The Eternal Husband and Dostoevskian Simplicity

The Eternal Husband is the kind of novel I imagine Fyodor Dostoevsky came up with in a weekend. It could even work as a one-act play with its three basic steps: Take a wife who cheats on her husband, kill her off (before the start of the novel of course), and put the husband in the same room with the adulterer. And oh, nobody’s sure how much the husband knows.

This is the simple plot in Dostoevsky’s short novel(la).* Of course, many of Dostoevsky’s short novels have plots built on simple premises. The Double is about a guy who sees his double, The Gambler is about a guy who gambles, etc. These shorter works also tend to start from the same set-up, focusing on a mentally unstable protagonist who lives in a confined residence in St. Petersburg. Yakov Petrovich Goliadkin of The Double and, more famously, the Underground Man from Notes from Underground come to mind here.**

*I don’t know exactly where the cut-off between short novel and novella is.

**As, of course, does Raskolnikov, but I can’t really call Crime and Punishment a “short work,” can I?
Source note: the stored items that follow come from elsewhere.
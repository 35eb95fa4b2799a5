//! 测试用内存凭证存储，语义与 Postgres 实现保持一致。

use async_trait::async_trait;
use chrono::{DateTime, Utc};
use parking_lot::Mutex;
use std::collections::HashMap;
use std::sync::atomic::{AtomicBool, Ordering};

use super::store::{CredentialStore, StoreError};
use crate::models::role::Role;
use crate::models::user::{NewUser, RefreshTokenRecord, User, UserWithRoles};

#[derive(Default)]
struct Inner {
    users: Vec<User>,
    /// user_id -> 角色名（按授予顺序）
    user_roles: HashMap<i32, Vec<String>>,
    /// 角色表，按创建顺序
    roles: Vec<String>,
    tokens: HashMap<String, RefreshTokenRecord>,
}

#[derive(Default)]
pub struct MemoryCredentialStore {
    inner: Mutex<Inner>,
    unavailable: AtomicBool,
}

impl MemoryCredentialStore {
    pub fn new() -> Self {
        Self::default()
    }

    /// 之后的所有调用都返回 StoreError
    pub fn set_unavailable(&self, down: bool) {
        self.unavailable.store(down, Ordering::SeqCst);
    }

    /// 直接写入一个用户，不授予任何角色
    pub fn insert_user_without_roles(&self, username: &str, email: &str, password_hash: &str) -> i32 {
        let mut inner = self.inner.lock();
        let user = build_user(inner.users.len() as i32 + 1, username, email, password_hash);
        let id = user.id;
        inner.users.push(user);
        id
    }

    pub fn deactivate(&self, user_id: i32) {
        let mut inner = self.inner.lock();
        if let Some(user) = inner.users.iter_mut().find(|u| u.id == user_id) {
            user.is_active = false;
        }
    }

    pub fn refresh_token(&self, token: &str) -> Option<RefreshTokenRecord> {
        self.inner.lock().tokens.get(token).cloned()
    }

    pub fn token_count(&self) -> usize {
        self.inner.lock().tokens.len()
    }

    fn check(&self) -> Result<(), StoreError> {
        if self.unavailable.load(Ordering::SeqCst) {
            return Err(StoreError::Unavailable("memory store switched off".into()));
        }
        Ok(())
    }
}

fn build_user(id: i32, username: &str, email: &str, password_hash: &str) -> User {
    let now = Utc::now();
    User {
        id,
        username: username.to_string(),
        email: email.to_string(),
        password_hash: password_hash.to_string(),
        fullname: None,
        phone: None,
        is_active: true,
        email_verified: false,
        avatar_url: None,
        created_at: now,
        updated_at: now,
    }
}

impl Inner {
    fn assign(&mut self, user_id: i32, role: Role) {
        let name = role.as_str().to_string();
        if !self.roles.contains(&name) {
            self.roles.push(name.clone());
        }
        let held = self.user_roles.entry(user_id).or_default();
        if !held.contains(&name) {
            held.push(name);
        }
    }
}

#[async_trait]
impl CredentialStore for MemoryCredentialStore {
    async fn find_user_by_identifier(&self, identifier: &str) -> Result<Option<User>, StoreError> {
        self.check()?;
        let inner = self.inner.lock();
        let by_email = inner.users.iter().find(|u| u.email == identifier);
        Ok(by_email
            .or_else(|| inner.users.iter().find(|u| u.username == identifier))
            .cloned())
    }

    async fn find_user_by_id(&self, user_id: i32) -> Result<Option<User>, StoreError> {
        self.check()?;
        Ok(self.inner.lock().users.iter().find(|u| u.id == user_id).cloned())
    }

    async fn find_user_roles(&self, user_id: i32) -> Result<Vec<String>, StoreError> {
        self.check()?;
        let inner = self.inner.lock();
        let mut roles = inner.user_roles.get(&user_id).cloned().unwrap_or_default();
        // 与 SQL 的 ORDER BY r.id 一致
        roles.sort_by_key(|r| inner.roles.iter().position(|known| known == r));
        Ok(roles)
    }

    async fn insert_refresh_token(
        &self,
        user_id: i32,
        token: &str,
        expires_at: DateTime<Utc>,
    ) -> Result<(), StoreError> {
        self.check()?;
        let mut inner = self.inner.lock();
        if inner.tokens.contains_key(token) {
            return Err(StoreError::Conflict("refresh_tokens_token_key".into()));
        }
        inner.tokens.insert(
            token.to_string(),
            RefreshTokenRecord {
                user_id,
                expires_at,
                is_revoked: false,
            },
        );
        Ok(())
    }

    async fn find_refresh_token(
        &self,
        token: &str,
    ) -> Result<Option<RefreshTokenRecord>, StoreError> {
        self.check()?;
        Ok(self.inner.lock().tokens.get(token).cloned())
    }

    async fn revoke_refresh_token(&self, token: &str) -> Result<u64, StoreError> {
        self.check()?;
        match self.inner.lock().tokens.get_mut(token) {
            Some(record) => {
                record.is_revoked = true;
                Ok(1)
            }
            None => Ok(0),
        }
    }

    async fn username_or_email_taken(
        &self,
        username: &str,
        email: &str,
    ) -> Result<(bool, bool), StoreError> {
        self.check()?;
        let inner = self.inner.lock();
        let taken = |value: &str| inner.users.iter().any(|u| u.username == value || u.email == value);
        Ok((taken(username), taken(email)))
    }

    async fn create_user(&self, new_user: NewUser) -> Result<User, StoreError> {
        self.check()?;
        let mut inner = self.inner.lock();
        if inner
            .users
            .iter()
            .any(|u| u.username == new_user.username || u.email == new_user.email)
        {
            return Err(StoreError::Conflict("users_username_key".into()));
        }

        let mut user = build_user(
            inner.users.len() as i32 + 1,
            &new_user.username,
            &new_user.email,
            &new_user.password_hash,
        );
        user.fullname = new_user.fullname;
        user.phone = new_user.phone;

        inner.users.push(user.clone());
        inner.assign(user.id, Role::User);
        Ok(user)
    }

    async fn grant_role(&self, user_id: i32, role: Role) -> Result<(), StoreError> {
        self.check()?;
        self.inner.lock().assign(user_id, role);
        Ok(())
    }

    async fn remove_role(&self, user_id: i32, role: Role) -> Result<u64, StoreError> {
        self.check()?;
        let mut inner = self.inner.lock();
        let Some(held) = inner.user_roles.get_mut(&user_id) else {
            return Ok(0);
        };
        let before = held.len();
        held.retain(|r| r != role.as_str());
        Ok((before - held.len()) as u64)
    }

    async fn list_users(&self, role: Option<Role>) -> Result<Vec<UserWithRoles>, StoreError> {
        self.check()?;
        let users = self.inner.lock().users.clone();
        let mut listed = Vec::with_capacity(users.len());
        for user in users {
            let roles = self.find_user_roles(user.id).await?;
            if let Some(role) = role {
                if !roles.iter().any(|r| r == role.as_str()) {
                    continue;
                }
            }
            listed.push(UserWithRoles { user, roles });
        }
        Ok(listed)
    }

    async fn ping(&self) -> Result<(), StoreError> {
        self.check()
    }
}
The Eternal Husband is different from its predecessors—it was written in 1870, before only Demons, The Adolescent, and The Brothers Karamazov, none of which really fit the above pattern—in two key ways. First, it is perhaps Dostoevsky’s most economical novel. The secondary characters—you know, the kind that get entire books dedicated to them in The Brothers Karamazov—are, for the most part, negligible. The tertiary and quaternary characters are non-existent. I suppose there are a maid and a little girl who doesn’t talk much, but it isn’t really a Dostoevsky novel without a maid and a little girl who doesn’t talk much.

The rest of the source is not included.